Luggage? Check. Sound machine? Check. Travel bassinet? Check. Phone chargers? Check. Diapers changed? Check. Youngest breastfed? Check. Snacks and water bottles? Check. Road toys? Check. Stuffies? Check. Espresso? Check. Postpartum anxiety? Check. Check. Check.
This is the check-list of questions that my husband and I run through as we are about to pull out of the driveway and embark on our first two-hour long road trip with two kids to visit my in-laws for the weekend.
My daughters are three-months-old and almost two-years-old, twenty-one months apart. I have been a SAHM since March of 2020, and my husband has worked from home since then, too. We are in the very thick of parenting a toddler and a baby, yet we are surviving—albeit, barely.

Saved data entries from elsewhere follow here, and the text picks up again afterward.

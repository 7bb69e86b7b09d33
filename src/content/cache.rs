//! Cache of loaded documents
//!
//! The loader itself never caches. A `ContentCache` is explicit state owned by
//! whoever needs repeated access (the query server keeps one). It reloads the
//! collection whenever the content directory's fingerprint changes: the set of
//! markdown files, their sizes, and the latest modification time among them and
//! the directory.

use std::collections::hash_map::DefaultHasher;
use std::fs;
use std::hash::{Hash, Hasher};
use std::sync::Arc;
use std::time::SystemTime;

use super::loader::ContentLoader;
use super::{ContentError, Document};

/// Snapshot of the content directory used to detect changes
#[derive(Debug, Clone, Copy, PartialEq, Eq)]
struct Fingerprint {
    paths_hash: u64,
    total_len: u64,
    latest_mtime: Option<SystemTime>,
}

impl Fingerprint {
    fn of(loader: &ContentLoader) -> Result<Self, ContentError> {
        let paths = loader.document_paths()?;

        let dir = loader.content_dir();
        let mut latest_mtime = fs::metadata(dir)
            .and_then(|m| m.modified())
            .ok();

        let mut hasher = DefaultHasher::new();
        let mut total_len = 0;

        for path in &paths {
            path.hash(&mut hasher);
            let metadata = fs::metadata(path).map_err(|e| ContentError::io(path, e))?;
            total_len += metadata.len();
            if let Ok(mtime) = metadata.modified() {
                latest_mtime = latest_mtime.max(Some(mtime));
            }
        }

        Ok(Self {
            paths_hash: hasher.finish(),
            total_len,
            latest_mtime,
        })
    }
}

/// Loaded collection, reused until the content directory changes
#[derive(Debug, Default)]
pub struct ContentCache {
    entry: Option<(Fingerprint, Arc<Vec<Document>>)>,
}

impl ContentCache {
    pub fn new() -> Self {
        Self::default()
    }

    /// Return the cached collection, reloading it first if the directory changed.
    ///
    /// A failed load leaves the cache empty.
    pub fn get_or_load(&mut self, loader: &ContentLoader) -> Result<Arc<Vec<Document>>, ContentError> {
        let fingerprint = Fingerprint::of(loader)?;

        if let Some((cached, docs)) = &self.entry {
            if *cached == fingerprint {
                return Ok(Arc::clone(docs));
            }
            tracing::info!("Content changed, reloading {:?}", loader.content_dir());
        }

        self.entry = None;
        let docs = Arc::new(loader.load_all()?);
        self.entry = Some((fingerprint, Arc::clone(&docs)));
        Ok(docs)
    }

    /// Drop the cached collection so the next access reloads it
    pub fn invalidate(&mut self) {
        self.entry = None;
    }

    pub fn is_loaded(&self) -> bool {
        self.entry.is_some()
    }
}
//! Show a single post

use anyhow::Result;
use std::io::{self, Write};

use crate::content::{markdown, Document};
use crate::helpers::format_blog_date;
use crate::Folio;

/// Print the post with the given key
pub fn run(folio: &Folio, key: &str, html: bool, json: bool) -> Result<()> {
    let mut out = io::stdout().lock();
    write(folio, key, html, json, &mut out)
}

/// Write the post with the given key to `out`; an unknown key is an error
pub fn write<W: Write>(folio: &Folio, key: &str, html: bool, json: bool, out: &mut W) -> Result<()> {
    let Some(doc) = folio.load_by_key(key)? else {
        anyhow::bail!("Post not found: {}", key);
    };

    if json {
        let mut value = serde_json::to_value(&doc)?;
        if html {
            value["html"] = serde_json::Value::String(markdown::render_html(&doc.body));
        }
        serde_json::to_writer_pretty(&mut *out, &value)?;
        writeln!(out)?;
        return Ok(());
    }

    write_header(&doc, out)?;
    writeln!(out)?;
    if html {
        write!(out, "{}", markdown::render_html(&doc.body))?;
    } else {
        write!(out, "{}", doc.body)?;
    }

    Ok(())
}

fn write_header<W: Write>(doc: &Document, out: &mut W) -> Result<()> {
    writeln!(out, "{}", doc.title)?;
    writeln!(
        out,
        "{} · {}",
        format_blog_date(&doc.published_at),
        doc.read_time
    )?;
    if !doc.categories.is_empty() {
        writeln!(out, "Categories: {}", doc.categories.join(", "))?;
    }
    writeln!(out, "Cover: {}", doc.cover_image)?;
    writeln!(out, "{}", doc.excerpt)?;
    Ok(())
}

#[cfg(test)]
mod tests {
    use super::*;
    use std::fs;
    use tempfile::TempDir;

    fn site() -> (TempDir, Folio) {
        let dir = TempDir::new().unwrap();
        let content = dir.path().join("content/blog");
        fs::create_dir_all(&content).unwrap();
        fs::write(
            content.join("hooks.md"),
            "---\ntitle: React Hooks\ndate: 2024-01-05\nexcerpt: All about hooks\ncategories: [React]\n---\n# Hooks\n\nUse them.\n",
        )
        .unwrap();
        let folio = Folio::new(dir.path()).unwrap();
        (dir, folio)
    }

    fn output(folio: &Folio, key: &str, html: bool, json: bool) -> Result<String> {
        let mut buf = Vec::new();
        write(folio, key, html, json, &mut buf)?;
        Ok(String::from_utf8(buf).unwrap())
    }

    #[test]
    fn test_show_plain() {
        let (_dir, folio) = site();
        let out = output(&folio, "hooks", false, false).unwrap();
        assert!(out.starts_with("React Hooks\nJan 5, 2024 · 1 min read\n"));
        assert!(out.contains("Categories: React\n"));
        assert!(out.contains("Cover: /images/blog/react.jpg\n"));
        assert!(out.ends_with("# Hooks\n\nUse them.\n"));
    }

    #[test]
    fn test_show_html() {
        let (_dir, folio) = site();
        let out = output(&folio, "hooks", true, false).unwrap();
        assert!(out.contains("<h1>Hooks</h1>"));
    }

    #[test]
    fn test_show_json() {
        let (_dir, folio) = site();
        let out = output(&folio, "hooks", true, true).unwrap();
        let value: serde_json::Value = serde_json::from_str(&out).unwrap();
        assert_eq!(value["key"], "hooks");
        assert_eq!(value["readTime"], "1 min read");
        assert!(value["html"].as_str().unwrap().contains("<p>Use them.</p>"));
    }

    #[test]
    fn test_show_missing_post() {
        let (_dir, folio) = site();
        let err = output(&folio, "nope", false, false).unwrap_err();
        assert_eq!(err.to_string(), "Post not found: nope");
    }
}
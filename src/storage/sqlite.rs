//! SQLite document store
//!
//! This module provides a SQLite-based implementation of the DocumentStore trait.

use crate::storage::schema::initialize_schema;
use crate::storage::traits::{DocumentStore, StorageError, StorageResult};
use crate::url::domain_of;
use chrono::Utc;
use rusqlite::{params, Connection, OptionalExtension};
use std::path::Path;
use std::sync::{Mutex, MutexGuard};

/// SQLite storage backend
pub struct SqliteStore {
    conn: Mutex<Connection>,
}

impl SqliteStore {
    /// Opens or creates the document database at `path`
    pub fn new(path: &Path) -> StorageResult<Self> {
        let conn = Connection::open(path)?;

        conn.execute_batch(
            "
            PRAGMA journal_mode = WAL;
            PRAGMA synchronous = NORMAL;
            PRAGMA temp_store = MEMORY;
        ",
        )?;

        initialize_schema(&conn)?;

        Ok(Self {
            conn: Mutex::new(conn),
        })
    }

    /// Creates an in-memory database (for testing)
    #[cfg(test)]
    pub fn new_in_memory() -> StorageResult<Self> {
        let conn = Connection::open_in_memory()?;
        initialize_schema(&conn)?;
        Ok(Self {
            conn: Mutex::new(conn),
        })
    }

    fn conn(&self) -> StorageResult<MutexGuard<'_, Connection>> {
        self.conn.lock().map_err(|_| StorageError::Poisoned)
    }
}

impl DocumentStore for SqliteStore {
    fn store(&self, url: &str, body: &str) -> StorageResult<()> {
        let now = Utc::now().to_rfc3339();
        self.conn()?.execute(
            "INSERT INTO documents (url, domain, body, stored_at) VALUES (?1, ?2, ?3, ?4)
             ON CONFLICT(url) DO UPDATE SET body = excluded.body, stored_at = excluded.stored_at",
            params![url, domain_of(url), body, now],
        )?;
        Ok(())
    }

    fn get(&self, url: &str) -> StorageResult<Option<String>> {
        let body = self
            .conn()?
            .query_row(
                "SELECT body FROM documents WHERE url = ?1",
                params![url],
                |row| row.get(0),
            )
            .optional()?;
        Ok(body)
    }

    fn count(&self) -> StorageResult<u64> {
        let count: i64 = self
            .conn()?
            .query_row("SELECT COUNT(*) FROM documents", [], |row| row.get(0))?;
        Ok(count as u64)
    }
}
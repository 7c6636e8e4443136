//! HttpFetcher behaviour against a live server

use crate::{create_test_user_agent, domain_of_server};
use polite_frontier::crawler::{Fetcher, HttpFetcher};
use polite_frontier::robots::RobotsFetch;
use polite_frontier::FetchError;
use std::time::Duration;
use wiremock::matchers::{header, method, path};
use wiremock::{Mock, MockServer, ResponseTemplate};

fn create_fetcher() -> HttpFetcher {
    HttpFetcher::from_config(&create_test_user_agent(), Duration::from_secs(2))
        .expect("Failed to build HTTP client")
}

#[tokio::test]
async fn test_fetch_page_returns_body_and_content_type() {
    let mock_server = MockServer::start().await;

    Mock::given(method("GET"))
        .and(path("/page"))
        .and(header(
            "user-agent",
            "TestBot/1.0.0 (+https://example.com/contact; test@example.com)",
        ))
        .respond_with(
            ResponseTemplate::new(200)
                .set_body_string("<html><body>Hello</body></html>")
                .insert_header("content-type", "text/html; charset=utf-8"),
        )
        .expect(1)
        .mount(&mock_server)
        .await;

    let page = create_fetcher()
        .fetch_page(&format!("{}/page", mock_server.uri()))
        .await
        .expect("Fetch should succeed");

    assert_eq!(page.body, "<html><body>Hello</body></html>");
    assert!(page.content_type.contains("text/html"));
    assert!(page.url.ends_with("/page"));
}

#[tokio::test]
async fn test_fetch_page_error_status() {
    let mock_server = MockServer::start().await;

    Mock::given(method("GET"))
        .and(path("/broken"))
        .respond_with(ResponseTemplate::new(500))
        .mount(&mock_server)
        .await;

    let result = create_fetcher()
        .fetch_page(&format!("{}/broken", mock_server.uri()))
        .await;

    assert!(matches!(result, Err(FetchError::Status { status: 500, .. })));
}

#[tokio::test]
async fn test_fetch_page_timeout() {
    let mock_server = MockServer::start().await;

    Mock::given(method("GET"))
        .and(path("/slow"))
        .respond_with(ResponseTemplate::new(200).set_delay(Duration::from_secs(2)))
        .mount(&mock_server)
        .await;

    let fetcher = HttpFetcher::from_config(&create_test_user_agent(), Duration::from_millis(200))
        .expect("Failed to build HTTP client");
    let result = fetcher
        .fetch_page(&format!("{}/slow", mock_server.uri()))
        .await;

    assert!(matches!(result, Err(FetchError::Timeout { .. })));
}

#[tokio::test]
async fn test_fetch_robots_body() {
    let mock_server = MockServer::start().await;

    Mock::given(method("GET"))
        .and(path("/robots.txt"))
        .respond_with(ResponseTemplate::new(200).set_body_string("User-agent: *\nDisallow: /priv"))
        .mount(&mock_server)
        .await;

    let fetched = create_fetcher()
        .fetch_robots(&domain_of_server(&mock_server.uri()))
        .await;

    assert_eq!(
        fetched,
        RobotsFetch::Body("User-agent: *\nDisallow: /priv".to_string())
    );
}

#[tokio::test]
async fn test_fetch_robots_forbidden() {
    let mock_server = MockServer::start().await;

    Mock::given(method("GET"))
        .and(path("/robots.txt"))
        .respond_with(ResponseTemplate::new(403))
        .mount(&mock_server)
        .await;

    let fetched = create_fetcher()
        .fetch_robots(&domain_of_server(&mock_server.uri()))
        .await;

    assert_eq!(fetched, RobotsFetch::Forbidden);
}

#[tokio::test]
async fn test_fetch_robots_missing_is_unavailable() {
    // Nothing mounted: every request is a 404
    let mock_server = MockServer::start().await;

    let fetched = create_fetcher()
        .fetch_robots(&domain_of_server(&mock_server.uri()))
        .await;

    assert_eq!(fetched, RobotsFetch::Unavailable);
}

#[tokio::test]
async fn test_content_type_check_uses_head_request() {
    let mock_server = MockServer::start().await;

    Mock::given(method("HEAD"))
        .and(path("/doc.pdf"))
        .respond_with(ResponseTemplate::new(200).insert_header("content-type", "application/pdf"))
        .expect(1)
        .mount(&mock_server)
        .await;

    Mock::given(method("GET"))
        .and(path("/doc.pdf"))
        .respond_with(ResponseTemplate::new(200))
        .expect(0)
        .mount(&mock_server)
        .await;

    let content_type = create_fetcher()
        .probe_content_type(&format!("{}/doc.pdf", mock_server.uri()))
        .await
        .expect("Probe should succeed");

    assert_eq!(content_type, "application/pdf");
}

#[tokio::test]
async fn test_content_type_check_of_missing_page_fails() {
    let mock_server = MockServer::start().await;

    let result = create_fetcher()
        .probe_content_type(&format!("{}/gone", mock_server.uri()))
        .await;

    assert!(matches!(result, Err(FetchError::Status { status: 404, .. })));
}
//! Crawler module: scheduling and the crawl loop
//!
//! This module contains the core crawling logic, including:
//! - The frontier: dedup, per-site queues and the politeness hand-off
//! - HTTP fetching of pages, robots.txt and content-type probes
//! - HTML parsing and link extraction
//! - The worker loop and overall crawl coordination

mod coordinator;
mod dedup;
mod fetcher;
mod frontier;
mod parser;
mod site;
mod worker;

#[cfg(test)]
mod testing;

pub use coordinator::{run_crawl, Coordinator, CrawlReport};
pub use dedup::{rolling_hash, DedupTable, Probe, Reservation};
pub use fetcher::{build_http_client, FetchedPage, Fetcher, HttpFetcher};
pub use frontier::{Frontier, StopReason, SubmitOutcome};
pub use parser::{parse_links, ParsedLinks};
pub use site::SiteQueue;
pub use worker::{Worker, WorkerState};
//! URL handling module
//!
//! This module provides the normalized URL identity used for dedup and
//! per-domain queueing, domain extraction, and anchor href resolution.

mod domain;
mod normalize;
mod resolve;

pub use domain::domain_of;
pub use normalize::{fetch_url, normalize_url};
pub use resolve::resolve_link;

After my terrible experience with postpartum depression and anxiety (PPD/PPA) following the birth of my first, I did everything I could to be proactive and plan for it with my second. I enlisted outside help from my mother-in-law. I delegated specific tasks to my husband and requested that he take full advantage of his company’s revised paid parental leave: six weeks. I readied our home environment by organizing closets and dressers and prepping freezer meals. I even lined up part-time childcare for my oldest once my husband returned to work.
Shortly thereafter, on a cold, frosty evening in January of 2021, I birthed my second child, my snow baby, and waited in anticipation for the heavy-hitting PPD/PPA. It never really came—at least not to the extent that it had with my first, and so, I thought, Maybe it won’t. Maybe, this time, things will be different.
And, things were different in the beginning. The extra sets of hands and direct communication between my partner and I were working. The mental hurdles were less intense, and I wondered if it was because I had already been a mother and knew what to expect or if I had just become better equipped to cope with it since I had dealt with it before. Maybe, it was both. Either way, I was relieved.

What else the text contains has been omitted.